3 questions this podcast will answer:
01
How to solve the problem of shutter artifacts in License Plate Recognition?02
How to handle bleaching and fast capture problems in LPR?03
Which embedded camera VisAI Labs uses to solve LPR-based problems?Relevant links:
Podcast Transcript:
Hi, this is Alphonse, and in today’s edition of unravelling computer vision and Edge AI for the real world, I will be talking about how to choose the right embedded camera for license plate recognition.
Delving right into the topic, the first major problem you will need to address while choosing the embedded camera for license plate recognition is shutter artifacts.
Cameras used in law enforcement purposes generally need capturing of images without any distortion or skew in the image. the plane has to be visible without any distortion so that most of the time, it is this image that will be produced as evidence in code.

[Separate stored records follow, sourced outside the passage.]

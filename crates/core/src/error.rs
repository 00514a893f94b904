use thiserror::Error;

#[derive(Debug, Error)]
pub enum SessionError {
    #[error("session not found")]
    NotFound,

    #[error("session expired")]
    Expired,

    #[error("storage error: {0}")]
    Storage(String),

    #[error("serialization error: {0}")]
    Serialization(String),
}
use std::collections::HashMap;

use serde::de::DeserializeOwned;
use serde::{Deserialize, Serialize};

use crate::error::SessionError;

/// Cryptographically random session identifier.
#[derive(Debug, Clone, Default, PartialEq, Eq, Hash, Serialize, Deserialize)]
pub struct SessionId(String);

impl SessionId {
    pub fn new(id: String) -> Self {
        Self(id)
    }

    pub fn as_str(&self) -> &str {
        &self.0
    }

    /// An empty identifier marks a session that has never been saved.
    pub fn is_empty(&self) -> bool {
        self.0.is_empty()
    }
}

impl std::fmt::Display for SessionId {
    fn fmt(&self, f: &mut std::fmt::Formatter<'_>) -> std::fmt::Result {
        write!(f, "{}", self.0)
    }
}

/// `SameSite` cookie attribute.
#[derive(Debug, Clone, Copy, PartialEq, Eq, Serialize, Deserialize)]
#[serde(rename_all = "lowercase")]
pub enum SameSite {
    Strict,
    Lax,
    None,
}

impl std::fmt::Display for SameSite {
    fn fmt(&self, f: &mut std::fmt::Formatter<'_>) -> std::fmt::Result {
        match self {
            Self::Strict => write!(f, "strict"),
            Self::Lax => write!(f, "lax"),
            Self::None => write!(f, "none"),
        }
    }
}

/// Cookie policy copied onto every session a store issues.
#[derive(Debug, Clone, PartialEq, Serialize, Deserialize)]
pub struct CookieOptions {
    pub path: String,
    pub domain: Option<String>,
    /// Session lifetime in seconds. Non-positive means the session is being
    /// discarded: saving it deletes the row instead of writing it.
    pub max_age: i64,
    pub secure: bool,
    pub http_only: bool,
    pub same_site: SameSite,
}

impl Default for CookieOptions {
    fn default() -> Self {
        Self {
            path: "/".to_string(),
            domain: None,
            max_age: 60 * 60 * 24 * 30,
            secure: false,
            http_only: true,
            same_site: SameSite::Lax,
        }
    }
}

/// How `load` treats a row whose expiry timestamp has passed.
#[derive(Debug, Clone, Copy, PartialEq, Eq)]
pub enum LoadMode {
    /// Public read path: loading an expired row is an error.
    RejectExpired,
    /// Forced load for rows already known to be expired. Used by the cleanup
    /// task to hand a fully-loaded session to the pre-delete observer.
    IgnoreExpiry,
}

/// A named session with its attribute bag and cookie policy.
#[derive(Debug, Clone, Serialize, Deserialize)]
pub struct Session {
    pub id: SessionId,
    /// Cookie/session name this session is scoped to.
    pub name: String,
    /// Opaque attribute bag, persisted as JSON.
    pub values: HashMap<String, serde_json::Value>,
    pub options: CookieOptions,
    pub is_new: bool,
}

impl Session {
    /// Creates an unsaved session with default options and an empty bag.
    pub fn new(name: impl Into<String>) -> Self {
        Self {
            id: SessionId::default(),
            name: name.into(),
            values: HashMap::new(),
            options: CookieOptions::default(),
            is_new: true,
        }
    }

    /// Store a value in the attribute bag.
    pub fn insert(
        &mut self,
        key: impl Into<String>,
        value: impl Serialize,
    ) -> Result<(), SessionError> {
        let value =
            serde_json::to_value(value).map_err(|e| SessionError::Serialization(e.to_string()))?;
        self.values.insert(key.into(), value);
        Ok(())
    }

    /// Read a value from the attribute bag, if present and of the right type.
    pub fn get<T: DeserializeOwned>(&self, key: &str) -> Option<T> {
        self.values
            .get(key)
            .cloned()
            .and_then(|v| serde_json::from_value(v).ok())
    }

    /// Remove a value from the attribute bag.
    pub fn remove(&mut self, key: &str) -> Option<serde_json::Value> {
        self.values.remove(key)
    }
}
//! Keyboard state and the game's key bindings.
//!
//! [`Input`] tracks which keys are held, just pressed, or just released. It is
//! fed by the window event handler. Once per frame, [`Controls::from_input`]
//! polls it through the [`Bindings`] table into a plain struct of booleans,
//! which is all the simulation ever sees.

use std::collections::HashSet;
use std::hash::Hash;

pub use winit::keyboard::KeyCode;

/// Tracks the state of a set of inputs.
///
/// - `pressed`: currently held down
/// - `just_pressed`: pressed this frame (not held last frame)
/// - `just_released`: released this frame
pub struct Input<T: Eq + Hash + Copy> {
    pressed: HashSet<T>,
    just_pressed: HashSet<T>,
    just_released: HashSet<T>,
}

impl<T: Eq + Hash + Copy> Input<T> {
    pub fn new() -> Self {
        Self {
            pressed: HashSet::new(),
            just_pressed: HashSet::new(),
            just_released: HashSet::new(),
        }
    }

    /// Returns `true` if the input is currently held down.
    pub fn pressed(&self, input: T) -> bool {
        self.pressed.contains(&input)
    }

    /// Returns `true` if the input was pressed this frame.
    pub fn just_pressed(&self, input: T) -> bool {
        self.just_pressed.contains(&input)
    }

    /// Returns `true` if the input was released this frame.
    pub fn just_released(&self, input: T) -> bool {
        self.just_released.contains(&input)
    }

    /// Call when an input is pressed. Key repeat does not re-trigger
    /// `just_pressed`.
    pub fn press(&mut self, input: T) {
        if self.pressed.insert(input) {
            self.just_pressed.insert(input);
        }
    }

    /// Call when an input is released.
    pub fn release(&mut self, input: T) {
        if self.pressed.remove(&input) {
            self.just_released.insert(input);
        }
    }

    /// Clear per-frame state. Called once the frame's update has run.
    pub fn clear_just(&mut self) {
        self.just_pressed.clear();
        self.just_released.clear();
    }
}

impl<T: Eq + Hash + Copy> Default for Input<T> {
    fn default() -> Self {
        Self::new()
    }
}

// ── Bindings ────────────────────────────────────────────────────────────

/// Which physical key drives which game action.
#[derive(Debug, Clone, Copy, PartialEq, Eq)]
pub struct Bindings {
    pub camera_forward: KeyCode,
    pub camera_back: KeyCode,
    pub camera_right: KeyCode,
    pub camera_left: KeyCode,
    pub turn_right: KeyCode,
    pub turn_left: KeyCode,
    pub fire: KeyCode,
    pub launch: KeyCode,
    pub gravity_boost: KeyCode,
    pub quit: KeyCode,
}

impl Default for Bindings {
    fn default() -> Self {
        Self {
            camera_forward: KeyCode::KeyI,
            camera_back: KeyCode::KeyK,
            camera_right: KeyCode::KeyL,
            camera_left: KeyCode::KeyJ,
            turn_right: KeyCode::KeyD,
            turn_left: KeyCode::KeyA,
            fire: KeyCode::KeyC,
            launch: KeyCode::KeyF,
            gravity_boost: KeyCode::KeyG,
            quit: KeyCode::Escape,
        }
    }
}

// ── Controls ────────────────────────────────────────────────────────────

/// One frame's worth of polled input, already mapped to game actions.
///
/// Held actions are level-triggered; `fire` and `gravity_boost` are edge
/// triggered so holding the key does not spawn a stream of projectiles.
#[derive(Debug, Clone, Copy, Default, PartialEq, Eq)]
pub struct Controls {
    pub camera_forward: bool,
    pub camera_back: bool,
    pub camera_right: bool,
    pub camera_left: bool,
    pub turn_right: bool,
    pub turn_left: bool,
    pub fire: bool,
    pub launch: bool,
    pub gravity_boost: bool,
    pub quit: bool,
}

impl Controls {
    pub fn from_input(input: &Input<KeyCode>, bindings: &Bindings) -> Self {
        Self {
            camera_forward: input.pressed(bindings.camera_forward),
            camera_back: input.pressed(bindings.camera_back),
            camera_right: input.pressed(bindings.camera_right),
            camera_left: input.pressed(bindings.camera_left),
            turn_right: input.pressed(bindings.turn_right),
            turn_left: input.pressed(bindings.turn_left),
            fire: input.just_pressed(bindings.fire),
            launch: input.pressed(bindings.launch),
            gravity_boost: input.just_pressed(bindings.gravity_boost),
            quit: input.just_pressed(bindings.quit),
        }
    }
}

#[cfg(test)]
mod tests {
    use super::*;

    #[test]
    fn press_sets_pressed_and_just_pressed() {
        let mut input = Input::new();
        input.press(KeyCode::KeyC);
        assert!(input.pressed(KeyCode::KeyC));
        assert!(input.just_pressed(KeyCode::KeyC));
        input.clear_just();
        assert!(input.pressed(KeyCode::KeyC));
        assert!(!input.just_pressed(KeyCode::KeyC));
    }

    #[test]
    fn repeat_press_does_not_retrigger() {
        let mut input = Input::new();
        input.press(KeyCode::KeyC);
        input.clear_just();
        input.press(KeyCode::KeyC);
        assert!(!input.just_pressed(KeyCode::KeyC));
    }

    #[test]
    fn release_sets_just_released() {
        let mut input = Input::new();
        input.press(KeyCode::KeyI);
        input.release(KeyCode::KeyI);
        assert!(!input.pressed(KeyCode::KeyI));
        assert!(input.just_released(KeyCode::KeyI));
    }

    #[test]
    fn controls_fire_is_edge_triggered() {
        let bindings = Bindings::default();
        let mut input = Input::new();
        input.press(KeyCode::KeyC);
        input.press(KeyCode::KeyD);
        let first = Controls::from_input(&input, &bindings);
        assert!(first.fire);
        assert!(first.turn_right);

        input.clear_just();
        let held = Controls::from_input(&input, &bindings);
        assert!(!held.fire, "holding fire must not refire");
        assert!(held.turn_right, "turning is level-triggered");
    }

    #[test]
    fn nothing_held_maps_to_default_controls() {
        let controls = Controls::from_input(&Input::new(), &Bindings::default());
        assert_eq!(controls, Controls::default());
    }
}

Here a typical rolling shutter camera can produce artefacts in the image, and this makes the characters in the number plate non-recognizable. You need to use a global shutter sensor as it can produce images of racing vehicles without any distortion since it did not expose row by row like a typical uh rolling shutter.

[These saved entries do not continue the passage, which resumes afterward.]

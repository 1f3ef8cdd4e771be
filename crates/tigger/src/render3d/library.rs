//! # Library — One Mesh and One Material per Model
//!
//! Built once at startup from the `assets` config section. Every [`ModelId`]
//! gets an entry, whatever happens on disk: a missing mesh becomes a sphere
//! and a missing texture a solid colour (see [`asset::model_mesh`] and
//! [`asset::model_texture`]). The ground ignores its mesh entry and always
//! uses the built-in infinite fan.
//!
//! The library owns all GPU resources for models and drops them together
//! when the renderer goes away.

use wgpu::util::DeviceExt;

use super::mesh::GpuMesh;
use super::texture::{create_sampler, upload_rgba8};
use super::vertex::MaterialUniform;
use crate::asset::{self, shapes, ModelId};
use crate::config::AssetsConfig;
use crate::render::GpuContext;

pub(crate) struct ModelEntry {
    pub mesh: GpuMesh,
    /// Group 2: material uniform, diffuse texture, sampler.
    pub material: wgpu::BindGroup,
}

pub(crate) struct ModelLibrary {
    entries: Vec<ModelEntry>,
}

impl ModelLibrary {
    pub fn load(gpu: &GpuContext, material_layout: &wgpu::BindGroupLayout, assets: &AssetsConfig) -> Self {
        let sampler = create_sampler(&gpu.device);
        let entries = ModelId::ALL
            .iter()
            .map(|&id| load_entry(gpu, material_layout, &sampler, assets, id))
            .collect();
        Self { entries }
    }

    pub fn get(&self, id: ModelId) -> &ModelEntry {
        &self.entries[id.index()]
    }
}

fn load_entry(
    gpu: &GpuContext,
    material_layout: &wgpu::BindGroupLayout,
    sampler: &wgpu::Sampler,
    assets: &AssetsConfig,
    id: ModelId,
) -> ModelEntry {
    let label = format!("{id:?}");
    let mesh = match id {
        ModelId::Ground => GpuMesh::from_ground(&gpu.device, &shapes::ground_fan()),
        _ => GpuMesh::from_mesh(&gpu.device, &label, &asset::model_mesh(assets, id)),
    };

    let texture = upload_rgba8(gpu, &label, &asset::model_texture(assets, id));
    let uniform = MaterialUniform::from(&assets.spec(id).material);
    let buffer = gpu
        .device
        .create_buffer_init(&wgpu::util::BufferInitDescriptor {
            label: Some(&label),
            contents: bytemuck::cast_slice(&[uniform]),
            usage: wgpu::BufferUsages::UNIFORM,
        });
    let material = gpu.device.create_bind_group(&wgpu::BindGroupDescriptor {
        label: Some(&label),
        layout: material_layout,
        entries: &[
            wgpu::BindGroupEntry {
                binding: 0,
                resource: buffer.as_entire_binding(),
            },
            wgpu::BindGroupEntry {
                binding: 1,
                resource: wgpu::BindingResource::TextureView(&texture),
            },
            wgpu::BindGroupEntry {
                binding: 2,
                resource: wgpu::BindingResource::Sampler(sampler),
            },
        ],
    });

    ModelEntry { mesh, material }
}
//! # Render3d — Forward Renderer for the Scene
//!
//! Replays the scene's [`DrawList`] with wgpu. The simulation never sees any
//! of this; it only fills the list.
//!
//! ## Architecture
//!
//! ```text
//!   Scene::draw ──▶ DrawList ─────────────────────────────┐
//!                   FrameParams, [Lit | Shadow]…           │
//!                                                          ▼
//!   AssetsConfig ──▶ ModelLibrary            ┌──────────────────────────┐
//!                   per ModelId:             │ render pass              │
//!                   GpuMesh + material group │ • group 0 once           │
//!                          │                 │ • group 1 per command    │
//!                          └───────────────▶ │   (dynamic offset)       │
//!                                            │ • group 2 per lit draw   │
//!                                            │ • mesh / ground / shadow │
//!                                            │   pipelines              │
//!                                            └──────────────────────────┘
//! ```
//!
//! ## Lighting
//!
//! Blinn–Phong with two lights, the directional key light and the point
//! spotlight over the player:
//!
//! ```text
//! colour = Σ  La·ka + Le·kd·texel·max(0, N·L) + Le·ks·max(0, N·H)^shininess
//!        lights
//! ```
//!
//! Shadows are a second draw of each caster, flattened onto a plane just above
//! the ground in the vertex stage and filled with a flat dark green.
//!
//! ## Comparison
//!
//! - **Bevy**: PBR, shadow maps, and a render graph with many phases.
//! - **Our approach**: two lights, planar shadows, one pass, in draw order.

pub(crate) mod draw;
pub(crate) mod library;
pub(crate) mod mesh;
pub(crate) mod pipeline;
pub(crate) mod texture;
pub(crate) mod vertex;

use crate::config::AssetsConfig;
use crate::draw::DrawList;
use crate::render::{ClearColor, FrameContext, GpuContext};

use self::library::ModelLibrary;
use self::pipeline::Pipelines;

/// All GPU state for drawing the scene.
pub struct Renderer {
    pipelines: Pipelines,
    library: ModelLibrary,
    clear: ClearColor,
}

impl Renderer {
    /// Build pipelines and load every model. Missing asset files degrade to
    /// fallbacks, so this cannot fail once the GPU is up.
    pub fn new(gpu: &GpuContext, assets: &AssetsConfig, clear: ClearColor) -> Self {
        let pipelines = Pipelines::new(gpu);
        let library = ModelLibrary::load(gpu, &pipelines.material_layout, assets);
        log::info!("renderer ready ({:?})", gpu.surface_format());
        Self {
            pipelines,
            library,
            clear,
        }
    }

    /// Record the scene pass for `list` into `frame`.
    pub fn render(&mut self, frame: &mut FrameContext<'_>, list: &DrawList) {
        draw::render_draw_list(&mut self.pipelines, &self.library, frame, list, self.clear);
    }
}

Instead, it would expose the entire image sensor at the same time, enabling it to freeze a fast-moving scene. My team at VisAI labs, we normally use the C3_CAM_20 _CUG, which is a 2-megapixel global shutter monochrome USB embedded camera, to solve this issue.
The next major problem you need to look at is to solve the problem of fast capture for license plate recognition. Capturing a fast-moving vehicle does not just end with choosing the global shutter camera.
Each image must be exposed to for a very less amount of time to capture the fast-moving vehicle; this means that the image sensor must not only be able to capture in low light, it should have be able to capture with minimum light hitting on the sensor for a minimum amount of time.
An image sensor with high sensitivity in visible and NIR regions here becomes a basic requirement c3_cam_20_CUG has helped us solve this issue as well.
The third critical factor in capturing license plates is making sure that the heavy headlight does not bleach the image and make the license plate less recognizable.
Better dynamic range sensors can bring about the license plate suitable for OCR without being overexposed by the neighbouring headlight, this in a nutshell, is some of the major problems which we will face in LPR and how choosing the right image sensor can help you build a practical, real-world solution around the same.
So, in summary, you need to choose an embedded camera that can manage fast capture, shutter artefacts, and image bleaching.
We at VisAI labs, along with our partner from econ systems, have helped more than 300 companies choose the right camera to be incorporated into their products, and we will be very happy to help you as well.
This is Alphonse signing off from yet another edition of unravelling computer vision and Edge AI for the real world looking forward to see you in yet another vlog ciao!